### Exercise aim:
Each line in the records that mentions the word "Display" needs to be listed.
++++ Entries supplied ++++
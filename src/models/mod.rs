pub mod black_scholes;

use crate::errors::{EngineError, EngineResult};
use chrono::NaiveDate;
use serde::{Deserialize, Serialize};

/// Contract multiplier: one listed equity option covers 100 shares.
pub const CONTRACT_MULTIPLIER: f64 = 100.0;

/// Calendar days per year used for T and for per-day theta.
pub const DAYS_PER_YEAR: f64 = 365.0;

// ── Option Kind / Action ──

#[derive(Debug, Clone, Copy, PartialEq, Eq, Hash, Serialize, Deserialize)]
#[serde(rename_all = "SCREAMING_SNAKE_CASE")]
pub enum OptionKind {
    #[serde(alias = "call")]
    Call,
    #[serde(alias = "put")]
    Put,
}

impl std::fmt::Display for OptionKind {
    fn fmt(&self, f: &mut std::fmt::Formatter<'_>) -> std::fmt::Result {
        match self {
            Self::Call => write!(f, "CALL"),
            Self::Put => write!(f, "PUT"),
        }
    }
}

#[derive(Debug, Clone, Copy, PartialEq, Eq, Hash, Serialize, Deserialize)]
#[serde(rename_all = "SCREAMING_SNAKE_CASE")]
pub enum TradeAction {
    #[serde(alias = "buy")]
    Buy,
    #[serde(alias = "sell")]
    Sell,
}

impl TradeAction {
    /// +1 for BUY, -1 for SELL.
    #[inline]
    pub fn sign(&self) -> f64 {
        match self {
            Self::Buy => 1.0,
            Self::Sell => -1.0,
        }
    }
}

impl std::fmt::Display for TradeAction {
    fn fmt(&self, f: &mut std::fmt::Formatter<'_>) -> std::fmt::Result {
        match self {
            Self::Buy => write!(f, "BUY"),
            Self::Sell => write!(f, "SELL"),
        }
    }
}

// ── Option Leg ──

/// One leg of an existing position or a proposed trade.
/// Premium is per share; quantity is in contracts.
#[derive(Debug, Clone, PartialEq, Serialize, Deserialize)]
pub struct OptionLeg {
    pub symbol: String,
    pub kind: OptionKind,
    pub action: TradeAction,
    pub strike: f64,
    pub expiry: NaiveDate,
    pub quantity: u32,
    pub premium: f64,
    pub volatility: f64,
    pub underlying_price: f64,
}

impl OptionLeg {
    /// Check every leg invariant. `label` identifies the leg in the error
    /// (e.g. "proposed[2]").
    pub fn validate(&self, label: &str) -> EngineResult<()> {
        if self.symbol.trim().is_empty() {
            return Err(EngineError::invalid(label, "symbol must not be empty"));
        }
        if self.quantity == 0 {
            return Err(EngineError::invalid(label, "quantity must be positive"));
        }
        if !self.strike.is_finite() || self.strike <= 0.0 {
            return Err(EngineError::invalid(
                label,
                format!("strike must be positive, got {}", self.strike),
            ));
        }
        if !self.volatility.is_finite() || self.volatility <= 0.0 {
            return Err(EngineError::invalid(
                label,
                format!("volatility must be positive, got {}", self.volatility),
            ));
        }
        if !self.underlying_price.is_finite() || self.underlying_price <= 0.0 {
            return Err(EngineError::invalid(
                label,
                format!("underlying price must be positive, got {}", self.underlying_price),
            ));
        }
        if !self.premium.is_finite() || self.premium < 0.0 {
            return Err(EngineError::invalid(
                label,
                format!("premium must be non-negative, got {}", self.premium),
            ));
        }
        Ok(())
    }

    /// +quantity for BUY, -quantity for SELL.
    #[inline]
    pub fn signed_quantity(&self) -> f64 {
        self.action.sign() * self.quantity as f64
    }

    /// Signed premium cash for the whole leg: positive = paid, negative = received.
    #[inline]
    pub fn cash_flow(&self) -> f64 {
        self.premium * self.quantity as f64 * CONTRACT_MULTIPLIER * self.action.sign()
    }

    /// Per-share intrinsic value at the current underlying price.
    #[inline]
    pub fn intrinsic_value(&self) -> f64 {
        intrinsic(self.underlying_price, self.strike, self.kind)
    }

    #[inline]
    pub fn is_in_the_money(&self) -> bool {
        self.intrinsic_value() > 0.0
    }

    /// Calendar days from `as_of` to expiry. Negative once expired.
    #[inline]
    pub fn days_to_expiry(&self, as_of: NaiveDate) -> i64 {
        (self.expiry - as_of).num_days()
    }

    /// Year fraction to expiry, floored at zero for expired legs.
    #[inline]
    pub fn time_to_expiry_years(&self, as_of: NaiveDate) -> f64 {
        self.days_to_expiry(as_of).max(0) as f64 / DAYS_PER_YEAR
    }
}

/// max(S-K, 0) for calls, max(K-S, 0) for puts.
#[inline]
pub fn intrinsic(spot: f64, strike: f64, kind: OptionKind) -> f64 {
    match kind {
        OptionKind::Call => (spot - strike).max(0.0),
        OptionKind::Put => (strike - spot).max(0.0),
    }
}

/// Validate a collection of legs, labelling errors as `name[index]`.
pub fn validate_legs(name: &str, legs: &[OptionLeg]) -> EngineResult<()> {
    for (i, leg) in legs.iter().enumerate() {
        leg.validate(&format!("{name}[{i}]"))?;
    }
    Ok(())
}

// ── Greeks ──

/// Option sensitivities. Theta is per calendar day; vega and rho are per
/// 1-point move in volatility / rate.
#[derive(Debug, Clone, Copy, Default, PartialEq, Serialize, Deserialize)]
pub struct GreeksSnapshot {
    pub delta: f64,
    pub gamma: f64,
    pub theta: f64,
    pub vega: f64,
    pub rho: f64,
}

impl GreeksSnapshot {
    #[inline]
    pub fn zero() -> Self {
        Self::default()
    }

    #[inline]
    pub fn scaled(&self, factor: f64) -> Self {
        Self {
            delta: self.delta * factor,
            gamma: self.gamma * factor,
            theta: self.theta * factor,
            vega: self.vega * factor,
            rho: self.rho * factor,
        }
    }

    /// Reporting precision: 2 dp for delta/theta/vega/rho, 4 dp for gamma.
    pub fn rounded(&self) -> Self {
        Self {
            delta: round_to(self.delta, 2),
            gamma: round_to(self.gamma, 4),
            theta: round_to(self.theta, 2),
            vega: round_to(self.vega, 2),
            rho: round_to(self.rho, 2),
        }
    }
}

impl std::ops::Add for GreeksSnapshot {
    type Output = GreeksSnapshot;

    fn add(self, rhs: Self) -> Self {
        Self {
            delta: self.delta + rhs.delta,
            gamma: self.gamma + rhs.gamma,
            theta: self.theta + rhs.theta,
            vega: self.vega + rhs.vega,
            rho: self.rho + rhs.rho,
        }
    }
}

#[inline]
pub fn round_to(value: f64, decimals: i32) -> f64 {
    let factor = 10f64.powi(decimals);
    (value * factor).round() / factor
}

// ── Precomputed model parameters (stack, no alloc) ──

#[derive(Debug, Clone, Copy)]
#[repr(C)]
pub struct PricingParams {
    pub spot: f64,
    pub strike: f64,
    pub ttl_years: f64,
    pub rate: f64,
    pub sigma: f64,
    // Precomputed
    pub ln_s_k: f64,
    pub sqrt_t: f64,
    pub sigma_sqrt_t: f64,
    pub discount: f64,
}

impl PricingParams {
    #[inline]
    pub fn new(spot: f64, strike: f64, ttl_years: f64, rate: f64, sigma: f64) -> Self {
        let sqrt_t = ttl_years.sqrt();
        Self {
            spot,
            strike,
            ttl_years,
            rate,
            sigma,
            ln_s_k: (spot / strike).ln(),
            sqrt_t,
            sigma_sqrt_t: sigma * sqrt_t,
            discount: (-rate * ttl_years).exp(),
        }
    }

    /// Check the pricing preconditions. Nothing is clamped.
    pub fn validate(&self) -> EngineResult<()> {
        if !self.spot.is_finite() || self.spot <= 0.0 {
            return Err(EngineError::invalid(
                "pricing",
                format!("spot must be positive, got {}", self.spot),
            ));
        }
        if !self.strike.is_finite() || self.strike <= 0.0 {
            return Err(EngineError::invalid(
                "pricing",
                format!("strike must be positive, got {}", self.strike),
            ));
        }
        if !self.sigma.is_finite() || self.sigma <= 0.0 {
            return Err(EngineError::invalid(
                "pricing",
                format!("volatility must be positive, got {}", self.sigma),
            ));
        }
        if !self.ttl_years.is_finite() || self.ttl_years < 0.0 {
            return Err(EngineError::invalid(
                "pricing",
                format!("time to expiry must be non-negative, got {}", self.ttl_years),
            ));
        }
        if !self.rate.is_finite() {
            return Err(EngineError::invalid("pricing", "risk-free rate must be finite"));
        }
        Ok(())
    }
}


#[cfg(test)]
mod tests {
    use super::fixtures::leg;
    use super::*;

    #[test]
    fn test_validate_rejects_bad_legs() {
        let good = leg(OptionKind::Call, TradeAction::Buy, 450.0, 30);
        assert!(good.validate("leg").is_ok());

        let mut zero_qty = good.clone();
        zero_qty.quantity = 0;
        assert!(zero_qty.validate("leg").unwrap_err().is_invalid_input());

        let mut bad_vol = good.clone();
        bad_vol.volatility = 0.0;
        assert!(bad_vol.validate("leg").is_err());

        let mut bad_strike = good.clone();
        bad_strike.strike = -5.0;
        assert!(bad_strike.validate("leg").is_err());

        let mut bad_premium = good;
        bad_premium.premium = f64::NAN;
        assert!(bad_premium.validate("leg").is_err());
    }

    #[test]
    fn test_validate_legs_names_offending_index() {
        let mut legs = vec![
            leg(OptionKind::Call, TradeAction::Buy, 450.0, 30),
            leg(OptionKind::Put, TradeAction::Sell, 440.0, 30),
        ];
        legs[1].underlying_price = 0.0;
        let err = validate_legs("proposed", &legs).unwrap_err();
        assert!(err.to_string().contains("proposed[1]"), "error should name leg: {err}");
    }

    #[test]
    fn test_cash_flow_sign() {
        let buy = leg(OptionKind::Call, TradeAction::Buy, 450.0, 30);
        let sell = leg(OptionKind::Call, TradeAction::Sell, 460.0, 30);
        assert_eq!(buy.cash_flow(), 500.0);
        assert_eq!(sell.cash_flow(), -500.0);
    }

    #[test]
    fn test_expired_leg_has_zero_time() {
        let l = leg(OptionKind::Put, TradeAction::Buy, 450.0, -3);
        assert_eq!(l.days_to_expiry(fixtures::as_of()), -3);
        assert_eq!(l.time_to_expiry_years(fixtures::as_of()), 0.0);
    }

    #[test]
    fn test_rounding_precision() {
        let g = GreeksSnapshot {
            delta: 1.23456,
            gamma: 0.0123456,
            theta: -3.14159,
            vega: 2.71828,
            rho: 0.005,
        };
        let r = g.rounded();
        assert_eq!(r.delta, 1.23);
        assert_eq!(r.gamma, 0.0123);
        assert_eq!(r.theta, -3.14);
        assert_eq!(r.vega, 2.72);
    }
}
++++
### Exercise solution:
impl std::fmt::Display for OptionKind {
impl std::fmt::Display for TradeAction {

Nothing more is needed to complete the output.